Write the records out again, unchanged.
....
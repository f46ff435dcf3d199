//! REST API
//!
//! Router, handlers, middleware, and wire types for the HTTP surface.

mod extractors;
mod handlers;
mod middleware;
mod router;
mod types;

pub use extractors::{JsonExtractor, TenantId, TraceId};
pub use router::create_router;
//! Repository trait
//!
//! The persistence capability consumed by the orchestrator, the management
//! API, and the velocity service. All operations are async and tenant-scoped;
//! implementations must be `Send + Sync` for use across tasks.

use crate::RepositoryResult;
use async_trait::async_trait;
use chrono::{DateTime, Utc};
use kestrel_core::domain::{Evaluation, RuleConfig, Transaction, Typology};

/// Data persistence capability.
#[async_trait]
pub trait Repository: Send + Sync {
    // Transactions
    async fn save_transaction(&self, tenant_id: &str, tx: &Transaction) -> RepositoryResult<()>;
    async fn get_transaction(&self, tenant_id: &str, tx_id: &str)
        -> RepositoryResult<Transaction>;

    /// Count of transactions touching an entity (as debtor or creditor) since
    /// the given instant. Backs the velocity provider.
    async fn count_transactions_by_entity(
        &self,
        tenant_id: &str,
        entity_id: &str,
        since: DateTime<Utc>,
    ) -> RepositoryResult<i64>;

    // Rule configurations
    async fn save_rule_config(&self, tenant_id: &str, rule: &RuleConfig) -> RepositoryResult<()>;
    async fn get_rule_config(&self, tenant_id: &str, rule_id: &str)
        -> RepositoryResult<RuleConfig>;
    async fn list_rule_configs(&self, tenant_id: &str) -> RepositoryResult<Vec<RuleConfig>>;

    // Evaluations
    async fn save_evaluation(&self, tenant_id: &str, eval: &Evaluation) -> RepositoryResult<()>;
    async fn get_evaluation(&self, tenant_id: &str, eval_id: &str)
        -> RepositoryResult<Evaluation>;

    // Typologies
    async fn save_typology(&self, tenant_id: &str, typology: &Typology) -> RepositoryResult<()>;
    async fn get_typology(&self, tenant_id: &str, typology_id: &str)
        -> RepositoryResult<Typology>;
    async fn list_typologies(&self, tenant_id: &str) -> RepositoryResult<Vec<Typology>>;

    /// Soft-delete: disables the typology so reloads no longer pick it up.
    async fn delete_typology(&self, tenant_id: &str, typology_id: &str) -> RepositoryResult<()>;

    /// Health check.
    async fn ping(&self) -> RepositoryResult<()>;

    /// Release the connection pool. Must run before process exit.
    async fn close(&self) -> RepositoryResult<()>;
}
....
• **Answer for this exercise**:
repository f46ff435dcf3d199
//! REST API
//!
//! Router, handlers, middleware, and wire types for the HTTP surface.

mod extractors;
mod handlers;
mod middleware;
mod router;
mod types;

pub use extractors::{JsonExtractor, TenantId, TraceId};
pub use router::create_router;
//! Repository trait
//!
//! The persistence capability consumed by the orchestrator, the management
//! API, and the velocity service. All operations are async and tenant-scoped;
//! implementations must be `Send + Sync` for use across tasks.

use crate::RepositoryResult;
use async_trait::async_trait;
use chrono::{DateTime, Utc};
use kestrel_core::domain::{Evaluation, RuleConfig, Transaction, Typology};

/// Data persistence capability.
#[async_trait]
pub trait Repository: Send + Sync {
    // Transactions
    async fn save_transaction(&self, tenant_id: &str, tx: &Transaction) -> RepositoryResult<()>;
    async fn get_transaction(&self, tenant_id: &str, tx_id: &str)
        -> RepositoryResult<Transaction>;

    /// Count of transactions touching an entity (as debtor or creditor) since
    /// the given instant. Backs the velocity provider.
    async fn count_transactions_by_entity(
        &self,
        tenant_id: &str,
        entity_id: &str,
        since: DateTime<Utc>,
    ) -> RepositoryResult<i64>;

    // Rule configurations
    async fn save_rule_config(&self, tenant_id: &str, rule: &RuleConfig) -> RepositoryResult<()>;
    async fn get_rule_config(&self, tenant_id: &str, rule_id: &str)
        -> RepositoryResult<RuleConfig>;
    async fn list_rule_configs(&self, tenant_id: &str) -> RepositoryResult<Vec<RuleConfig>>;

    // Evaluations
    async fn save_evaluation(&self, tenant_id: &str, eval: &Evaluation) -> RepositoryResult<()>;
    async fn get_evaluation(&self, tenant_id: &str, eval_id: &str)
        -> RepositoryResult<Evaluation>;

    // Typologies
    async fn save_typology(&self, tenant_id: &str, typology: &Typology) -> RepositoryResult<()>;
    async fn get_typology(&self, tenant_id: &str, typology_id: &str)
        -> RepositoryResult<Typology>;
    async fn list_typologies(&self, tenant_id: &str) -> RepositoryResult<Vec<Typology>>;

    /// Soft-delete: disables the typology so reloads no longer pick it up.
    async fn delete_typology(&self, tenant_id: &str, typology_id: &str) -> RepositoryResult<()>;

    /// Health check.
    async fn ping(&self) -> RepositoryResult<()>;

    /// Release the connection pool. Must run before process exit.
    async fn close(&self) -> RepositoryResult<()>;
}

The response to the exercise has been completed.